Task brief
Determine how many lines of the data include the word "ndata", and write only that number.

Saved entries
---+---
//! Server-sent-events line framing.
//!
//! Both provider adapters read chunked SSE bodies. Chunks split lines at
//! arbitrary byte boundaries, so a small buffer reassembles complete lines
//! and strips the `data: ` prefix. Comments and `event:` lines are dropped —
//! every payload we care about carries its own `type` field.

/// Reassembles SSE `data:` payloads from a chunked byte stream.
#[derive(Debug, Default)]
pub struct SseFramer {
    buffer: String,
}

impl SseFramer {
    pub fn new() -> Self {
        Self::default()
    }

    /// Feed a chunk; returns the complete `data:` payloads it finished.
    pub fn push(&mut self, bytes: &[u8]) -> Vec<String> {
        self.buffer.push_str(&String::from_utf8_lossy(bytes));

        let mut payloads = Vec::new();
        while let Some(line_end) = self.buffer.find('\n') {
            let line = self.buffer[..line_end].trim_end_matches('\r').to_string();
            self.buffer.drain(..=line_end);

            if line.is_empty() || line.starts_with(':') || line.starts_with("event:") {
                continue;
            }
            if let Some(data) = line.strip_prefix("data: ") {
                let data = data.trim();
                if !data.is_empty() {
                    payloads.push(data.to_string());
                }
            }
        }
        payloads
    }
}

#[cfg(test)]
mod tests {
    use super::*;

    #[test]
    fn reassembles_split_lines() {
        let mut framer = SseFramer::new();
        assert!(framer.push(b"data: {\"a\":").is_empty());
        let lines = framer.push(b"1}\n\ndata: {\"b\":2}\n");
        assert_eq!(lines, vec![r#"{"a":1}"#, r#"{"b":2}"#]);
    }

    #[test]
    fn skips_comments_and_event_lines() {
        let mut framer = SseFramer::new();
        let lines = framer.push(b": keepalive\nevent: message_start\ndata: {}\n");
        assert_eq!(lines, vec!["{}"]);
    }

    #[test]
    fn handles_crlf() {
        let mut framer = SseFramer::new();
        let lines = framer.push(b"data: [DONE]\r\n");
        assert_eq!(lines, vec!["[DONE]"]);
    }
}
---+---
Answer section
2